Saved data entries
---

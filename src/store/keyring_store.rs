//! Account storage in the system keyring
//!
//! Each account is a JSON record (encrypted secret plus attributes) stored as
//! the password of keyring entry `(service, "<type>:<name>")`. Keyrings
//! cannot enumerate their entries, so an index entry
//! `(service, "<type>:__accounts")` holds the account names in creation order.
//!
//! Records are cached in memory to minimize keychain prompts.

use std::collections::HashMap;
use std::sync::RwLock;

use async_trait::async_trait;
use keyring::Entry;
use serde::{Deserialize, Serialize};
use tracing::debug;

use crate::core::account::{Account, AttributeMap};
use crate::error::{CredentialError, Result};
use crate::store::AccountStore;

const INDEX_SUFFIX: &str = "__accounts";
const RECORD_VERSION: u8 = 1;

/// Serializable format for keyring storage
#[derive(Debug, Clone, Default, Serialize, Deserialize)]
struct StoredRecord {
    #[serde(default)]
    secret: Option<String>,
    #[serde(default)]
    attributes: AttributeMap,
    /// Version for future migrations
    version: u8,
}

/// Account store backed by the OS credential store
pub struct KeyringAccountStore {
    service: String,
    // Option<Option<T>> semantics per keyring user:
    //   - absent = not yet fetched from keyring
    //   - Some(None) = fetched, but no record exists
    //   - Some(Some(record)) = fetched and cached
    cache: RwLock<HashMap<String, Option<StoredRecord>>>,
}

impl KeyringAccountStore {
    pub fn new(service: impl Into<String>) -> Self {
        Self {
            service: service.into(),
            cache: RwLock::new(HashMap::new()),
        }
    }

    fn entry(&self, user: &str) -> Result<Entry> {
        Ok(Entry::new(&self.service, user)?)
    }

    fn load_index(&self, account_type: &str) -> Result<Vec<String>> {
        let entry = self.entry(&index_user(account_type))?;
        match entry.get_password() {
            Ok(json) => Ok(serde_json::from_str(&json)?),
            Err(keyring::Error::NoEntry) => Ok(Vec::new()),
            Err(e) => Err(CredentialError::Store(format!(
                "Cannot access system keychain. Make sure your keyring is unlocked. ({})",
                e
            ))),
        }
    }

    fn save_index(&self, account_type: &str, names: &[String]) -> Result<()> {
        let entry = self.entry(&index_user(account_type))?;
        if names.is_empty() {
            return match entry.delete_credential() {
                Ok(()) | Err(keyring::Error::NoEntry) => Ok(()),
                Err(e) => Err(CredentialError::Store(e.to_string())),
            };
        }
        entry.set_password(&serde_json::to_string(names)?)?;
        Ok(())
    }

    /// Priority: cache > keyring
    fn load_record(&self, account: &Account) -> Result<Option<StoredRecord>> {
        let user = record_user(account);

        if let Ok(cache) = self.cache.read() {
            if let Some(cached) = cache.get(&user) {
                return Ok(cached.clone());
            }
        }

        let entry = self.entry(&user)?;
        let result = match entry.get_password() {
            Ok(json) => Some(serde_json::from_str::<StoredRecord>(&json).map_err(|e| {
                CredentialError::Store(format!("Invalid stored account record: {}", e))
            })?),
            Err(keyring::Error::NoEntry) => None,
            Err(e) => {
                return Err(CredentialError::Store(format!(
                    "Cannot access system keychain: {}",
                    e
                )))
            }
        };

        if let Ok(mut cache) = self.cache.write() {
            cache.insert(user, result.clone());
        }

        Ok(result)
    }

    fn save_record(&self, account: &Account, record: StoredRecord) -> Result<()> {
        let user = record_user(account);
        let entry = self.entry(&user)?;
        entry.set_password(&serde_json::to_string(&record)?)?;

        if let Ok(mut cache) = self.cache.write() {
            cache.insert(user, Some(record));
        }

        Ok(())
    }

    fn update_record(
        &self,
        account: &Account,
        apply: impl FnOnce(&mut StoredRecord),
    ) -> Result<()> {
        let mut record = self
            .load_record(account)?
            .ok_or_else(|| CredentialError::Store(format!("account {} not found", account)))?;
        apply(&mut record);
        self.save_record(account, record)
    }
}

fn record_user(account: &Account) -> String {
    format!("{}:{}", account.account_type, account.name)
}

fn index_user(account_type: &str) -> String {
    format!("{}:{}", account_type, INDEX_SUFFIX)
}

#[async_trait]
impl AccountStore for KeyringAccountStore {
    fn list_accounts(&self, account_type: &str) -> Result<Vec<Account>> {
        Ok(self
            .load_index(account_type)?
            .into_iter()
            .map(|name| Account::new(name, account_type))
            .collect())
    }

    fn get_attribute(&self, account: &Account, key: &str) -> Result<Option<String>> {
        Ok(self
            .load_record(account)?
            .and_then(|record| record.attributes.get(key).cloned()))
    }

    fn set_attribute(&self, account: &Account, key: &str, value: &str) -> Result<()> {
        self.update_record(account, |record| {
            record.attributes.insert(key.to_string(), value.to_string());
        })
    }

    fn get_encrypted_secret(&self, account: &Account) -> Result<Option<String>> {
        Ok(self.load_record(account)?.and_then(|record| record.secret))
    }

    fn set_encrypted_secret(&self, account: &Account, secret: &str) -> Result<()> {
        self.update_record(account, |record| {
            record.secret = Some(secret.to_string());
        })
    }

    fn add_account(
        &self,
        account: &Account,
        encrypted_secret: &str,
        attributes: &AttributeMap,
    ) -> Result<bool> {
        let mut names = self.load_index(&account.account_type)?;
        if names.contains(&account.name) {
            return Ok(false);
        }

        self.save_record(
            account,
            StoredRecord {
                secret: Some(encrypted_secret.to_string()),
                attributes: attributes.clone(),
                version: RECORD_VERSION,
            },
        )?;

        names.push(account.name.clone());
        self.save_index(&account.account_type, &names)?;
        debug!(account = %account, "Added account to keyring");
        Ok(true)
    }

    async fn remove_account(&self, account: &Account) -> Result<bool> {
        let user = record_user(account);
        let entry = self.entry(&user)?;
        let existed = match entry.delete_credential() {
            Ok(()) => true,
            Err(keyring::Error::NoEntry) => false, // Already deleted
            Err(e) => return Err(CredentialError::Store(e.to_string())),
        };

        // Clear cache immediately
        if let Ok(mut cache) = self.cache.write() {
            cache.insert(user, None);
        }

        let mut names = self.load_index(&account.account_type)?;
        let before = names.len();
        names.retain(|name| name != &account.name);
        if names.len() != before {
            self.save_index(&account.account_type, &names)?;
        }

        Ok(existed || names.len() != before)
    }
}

---

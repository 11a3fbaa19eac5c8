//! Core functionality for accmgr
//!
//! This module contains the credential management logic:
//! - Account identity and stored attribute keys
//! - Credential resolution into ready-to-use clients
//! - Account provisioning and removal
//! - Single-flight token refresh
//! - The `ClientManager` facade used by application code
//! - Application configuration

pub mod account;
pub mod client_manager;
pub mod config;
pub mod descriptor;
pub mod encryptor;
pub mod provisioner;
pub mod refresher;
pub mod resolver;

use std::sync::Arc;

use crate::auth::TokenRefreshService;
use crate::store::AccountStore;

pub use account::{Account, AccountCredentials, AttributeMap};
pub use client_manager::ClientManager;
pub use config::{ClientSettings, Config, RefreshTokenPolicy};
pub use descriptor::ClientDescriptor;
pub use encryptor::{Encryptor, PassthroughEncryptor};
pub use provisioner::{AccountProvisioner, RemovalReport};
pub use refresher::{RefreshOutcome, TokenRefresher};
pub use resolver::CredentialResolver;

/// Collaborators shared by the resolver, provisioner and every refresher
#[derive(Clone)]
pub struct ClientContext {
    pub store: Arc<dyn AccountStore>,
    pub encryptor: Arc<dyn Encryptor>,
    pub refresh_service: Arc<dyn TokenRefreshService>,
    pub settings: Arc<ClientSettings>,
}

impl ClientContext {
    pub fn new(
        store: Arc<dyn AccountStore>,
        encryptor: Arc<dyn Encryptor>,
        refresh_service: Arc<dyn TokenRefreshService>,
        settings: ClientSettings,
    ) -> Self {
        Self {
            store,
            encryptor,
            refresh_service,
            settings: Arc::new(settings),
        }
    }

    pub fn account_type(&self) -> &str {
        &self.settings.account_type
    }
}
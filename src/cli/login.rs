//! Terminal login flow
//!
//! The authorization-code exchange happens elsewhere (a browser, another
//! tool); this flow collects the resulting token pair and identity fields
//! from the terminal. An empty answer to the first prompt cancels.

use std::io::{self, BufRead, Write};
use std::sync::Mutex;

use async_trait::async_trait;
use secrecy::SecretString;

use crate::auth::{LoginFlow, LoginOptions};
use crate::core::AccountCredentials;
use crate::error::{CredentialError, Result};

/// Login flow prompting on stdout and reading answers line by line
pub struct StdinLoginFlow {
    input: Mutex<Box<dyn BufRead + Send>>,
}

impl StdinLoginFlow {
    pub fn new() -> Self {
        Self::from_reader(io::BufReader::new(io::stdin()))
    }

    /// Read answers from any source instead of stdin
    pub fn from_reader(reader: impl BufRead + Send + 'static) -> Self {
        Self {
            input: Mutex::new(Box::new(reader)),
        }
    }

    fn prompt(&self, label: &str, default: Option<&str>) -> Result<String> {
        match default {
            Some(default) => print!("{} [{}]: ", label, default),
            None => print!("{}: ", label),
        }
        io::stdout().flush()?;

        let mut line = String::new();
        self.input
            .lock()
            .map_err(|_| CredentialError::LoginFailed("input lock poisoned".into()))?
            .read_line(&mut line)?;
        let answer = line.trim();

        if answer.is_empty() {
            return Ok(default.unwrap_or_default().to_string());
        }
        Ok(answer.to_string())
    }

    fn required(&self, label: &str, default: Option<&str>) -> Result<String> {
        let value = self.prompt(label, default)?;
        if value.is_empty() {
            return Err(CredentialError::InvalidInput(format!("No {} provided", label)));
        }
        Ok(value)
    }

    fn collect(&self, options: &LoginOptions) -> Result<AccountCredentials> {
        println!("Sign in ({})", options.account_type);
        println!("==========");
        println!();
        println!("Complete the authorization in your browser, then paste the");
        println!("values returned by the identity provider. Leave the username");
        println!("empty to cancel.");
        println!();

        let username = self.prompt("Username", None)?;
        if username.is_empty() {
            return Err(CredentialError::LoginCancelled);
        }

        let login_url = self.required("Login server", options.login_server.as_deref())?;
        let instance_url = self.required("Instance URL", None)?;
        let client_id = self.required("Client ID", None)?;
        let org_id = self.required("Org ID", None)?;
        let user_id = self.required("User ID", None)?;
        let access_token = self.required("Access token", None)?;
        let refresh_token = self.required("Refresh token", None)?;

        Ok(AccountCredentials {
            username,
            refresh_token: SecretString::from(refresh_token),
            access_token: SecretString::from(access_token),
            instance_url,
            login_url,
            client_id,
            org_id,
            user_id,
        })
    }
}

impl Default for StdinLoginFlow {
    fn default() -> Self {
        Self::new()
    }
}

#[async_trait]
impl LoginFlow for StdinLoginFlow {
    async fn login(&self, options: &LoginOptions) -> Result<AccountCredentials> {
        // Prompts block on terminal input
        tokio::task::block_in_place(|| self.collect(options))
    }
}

---

> [What is needed]
Scan the records for the word "SecretString". Copy each line where it turns up.

> [Response area]
use secrecy::SecretString;
            refresh_token: SecretString::from(refresh_token),
            access_token: SecretString::from(access_token),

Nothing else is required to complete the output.